Collected data
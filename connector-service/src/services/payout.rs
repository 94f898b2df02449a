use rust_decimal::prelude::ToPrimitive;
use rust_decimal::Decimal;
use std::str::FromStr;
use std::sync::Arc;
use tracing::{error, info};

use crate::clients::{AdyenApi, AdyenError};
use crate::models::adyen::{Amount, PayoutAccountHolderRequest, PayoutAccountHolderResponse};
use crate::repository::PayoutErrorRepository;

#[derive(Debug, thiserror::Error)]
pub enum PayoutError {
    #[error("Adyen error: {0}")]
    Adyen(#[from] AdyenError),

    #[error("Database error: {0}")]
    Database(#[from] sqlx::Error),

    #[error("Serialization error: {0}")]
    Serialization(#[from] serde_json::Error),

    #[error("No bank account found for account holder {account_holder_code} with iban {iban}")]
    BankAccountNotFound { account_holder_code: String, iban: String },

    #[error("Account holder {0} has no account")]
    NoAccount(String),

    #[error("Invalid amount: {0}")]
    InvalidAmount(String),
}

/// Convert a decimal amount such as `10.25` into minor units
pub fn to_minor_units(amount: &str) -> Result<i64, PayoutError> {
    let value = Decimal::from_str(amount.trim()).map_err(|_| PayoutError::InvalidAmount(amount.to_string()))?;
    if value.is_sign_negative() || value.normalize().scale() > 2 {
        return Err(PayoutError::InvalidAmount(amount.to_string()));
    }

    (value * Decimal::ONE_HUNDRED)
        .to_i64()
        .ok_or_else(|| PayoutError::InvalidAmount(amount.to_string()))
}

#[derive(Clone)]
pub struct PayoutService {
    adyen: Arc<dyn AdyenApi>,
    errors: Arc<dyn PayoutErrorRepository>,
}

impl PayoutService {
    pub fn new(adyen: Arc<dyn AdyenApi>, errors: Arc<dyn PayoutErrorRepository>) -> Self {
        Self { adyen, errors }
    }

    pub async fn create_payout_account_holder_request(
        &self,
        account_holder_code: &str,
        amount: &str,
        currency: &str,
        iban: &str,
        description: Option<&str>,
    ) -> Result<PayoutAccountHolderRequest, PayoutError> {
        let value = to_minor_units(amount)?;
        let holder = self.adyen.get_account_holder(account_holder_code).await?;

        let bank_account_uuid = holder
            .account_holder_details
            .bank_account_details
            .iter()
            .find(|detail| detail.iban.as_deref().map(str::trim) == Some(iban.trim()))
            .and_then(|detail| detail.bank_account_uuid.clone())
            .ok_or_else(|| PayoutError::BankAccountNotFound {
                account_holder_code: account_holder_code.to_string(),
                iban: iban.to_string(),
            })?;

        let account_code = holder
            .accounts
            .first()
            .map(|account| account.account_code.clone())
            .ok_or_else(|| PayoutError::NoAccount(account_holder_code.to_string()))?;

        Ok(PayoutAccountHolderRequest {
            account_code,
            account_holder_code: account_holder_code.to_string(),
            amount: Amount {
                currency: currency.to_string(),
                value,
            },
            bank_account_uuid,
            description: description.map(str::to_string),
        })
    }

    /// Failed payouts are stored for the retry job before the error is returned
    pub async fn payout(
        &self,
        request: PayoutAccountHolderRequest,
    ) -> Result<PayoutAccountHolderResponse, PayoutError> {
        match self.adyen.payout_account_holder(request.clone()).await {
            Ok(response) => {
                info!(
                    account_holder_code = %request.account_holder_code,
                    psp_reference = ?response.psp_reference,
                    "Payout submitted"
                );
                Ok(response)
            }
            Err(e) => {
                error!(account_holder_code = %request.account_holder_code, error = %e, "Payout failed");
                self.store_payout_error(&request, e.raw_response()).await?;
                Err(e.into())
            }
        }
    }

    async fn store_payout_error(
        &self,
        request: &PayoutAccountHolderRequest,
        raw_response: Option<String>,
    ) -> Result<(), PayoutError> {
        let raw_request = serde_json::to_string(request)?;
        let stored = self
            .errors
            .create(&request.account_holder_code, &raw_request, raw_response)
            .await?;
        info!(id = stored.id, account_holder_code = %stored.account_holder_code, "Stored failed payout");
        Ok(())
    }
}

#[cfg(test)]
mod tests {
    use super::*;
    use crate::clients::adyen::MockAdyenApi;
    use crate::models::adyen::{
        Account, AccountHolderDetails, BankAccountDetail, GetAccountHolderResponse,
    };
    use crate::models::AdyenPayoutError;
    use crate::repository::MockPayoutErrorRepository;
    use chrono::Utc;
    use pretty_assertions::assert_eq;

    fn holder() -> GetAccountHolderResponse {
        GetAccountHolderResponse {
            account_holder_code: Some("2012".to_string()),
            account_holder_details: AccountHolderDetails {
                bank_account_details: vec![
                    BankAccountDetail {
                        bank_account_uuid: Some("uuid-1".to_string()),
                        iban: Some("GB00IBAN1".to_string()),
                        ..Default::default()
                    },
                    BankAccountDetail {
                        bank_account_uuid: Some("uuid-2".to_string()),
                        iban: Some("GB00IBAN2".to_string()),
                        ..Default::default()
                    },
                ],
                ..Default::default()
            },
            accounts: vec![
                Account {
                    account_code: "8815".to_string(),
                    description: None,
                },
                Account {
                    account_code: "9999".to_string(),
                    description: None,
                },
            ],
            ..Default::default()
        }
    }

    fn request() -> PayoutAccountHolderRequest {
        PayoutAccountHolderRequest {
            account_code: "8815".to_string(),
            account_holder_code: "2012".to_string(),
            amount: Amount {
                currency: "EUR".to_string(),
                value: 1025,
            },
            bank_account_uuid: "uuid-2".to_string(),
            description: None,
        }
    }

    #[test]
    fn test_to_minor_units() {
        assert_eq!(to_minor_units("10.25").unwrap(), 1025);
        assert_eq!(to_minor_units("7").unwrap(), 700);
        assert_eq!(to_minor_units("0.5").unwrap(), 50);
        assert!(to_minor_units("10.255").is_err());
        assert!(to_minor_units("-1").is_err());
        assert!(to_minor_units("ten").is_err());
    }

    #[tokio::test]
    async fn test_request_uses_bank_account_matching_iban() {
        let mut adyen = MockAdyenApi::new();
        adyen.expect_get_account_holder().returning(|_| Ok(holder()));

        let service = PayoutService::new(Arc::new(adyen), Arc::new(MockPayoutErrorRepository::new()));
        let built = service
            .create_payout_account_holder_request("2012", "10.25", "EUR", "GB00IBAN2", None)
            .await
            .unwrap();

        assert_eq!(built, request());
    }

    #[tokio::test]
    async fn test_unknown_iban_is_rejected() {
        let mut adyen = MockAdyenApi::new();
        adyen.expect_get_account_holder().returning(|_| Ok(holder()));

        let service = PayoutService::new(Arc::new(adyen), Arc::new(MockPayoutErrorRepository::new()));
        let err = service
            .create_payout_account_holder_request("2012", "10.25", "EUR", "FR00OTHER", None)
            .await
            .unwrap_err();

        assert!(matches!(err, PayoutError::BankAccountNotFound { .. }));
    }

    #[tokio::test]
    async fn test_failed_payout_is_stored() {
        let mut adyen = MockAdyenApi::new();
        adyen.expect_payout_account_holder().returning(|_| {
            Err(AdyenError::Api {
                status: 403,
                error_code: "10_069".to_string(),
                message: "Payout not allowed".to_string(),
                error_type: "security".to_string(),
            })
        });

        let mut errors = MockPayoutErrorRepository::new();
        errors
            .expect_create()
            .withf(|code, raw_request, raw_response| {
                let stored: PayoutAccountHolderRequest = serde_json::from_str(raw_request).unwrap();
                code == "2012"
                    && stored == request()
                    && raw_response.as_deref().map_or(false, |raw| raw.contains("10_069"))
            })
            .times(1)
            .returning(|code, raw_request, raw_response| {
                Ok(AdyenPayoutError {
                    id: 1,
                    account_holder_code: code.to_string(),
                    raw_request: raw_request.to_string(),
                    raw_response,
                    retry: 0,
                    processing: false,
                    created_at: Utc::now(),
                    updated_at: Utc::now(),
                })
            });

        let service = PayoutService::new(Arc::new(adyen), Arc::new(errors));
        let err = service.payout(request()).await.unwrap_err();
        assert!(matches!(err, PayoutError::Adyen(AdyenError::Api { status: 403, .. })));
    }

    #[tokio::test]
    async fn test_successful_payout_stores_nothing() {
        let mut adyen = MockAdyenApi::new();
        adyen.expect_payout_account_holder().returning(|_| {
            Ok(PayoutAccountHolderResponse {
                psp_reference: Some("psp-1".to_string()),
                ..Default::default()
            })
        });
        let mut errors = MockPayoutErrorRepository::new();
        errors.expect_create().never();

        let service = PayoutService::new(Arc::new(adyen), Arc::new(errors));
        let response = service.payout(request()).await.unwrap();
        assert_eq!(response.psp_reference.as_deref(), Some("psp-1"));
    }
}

* _Problem requirements_
State, as a number only, how many lines in the entries include "Some".

* _Written solution_
8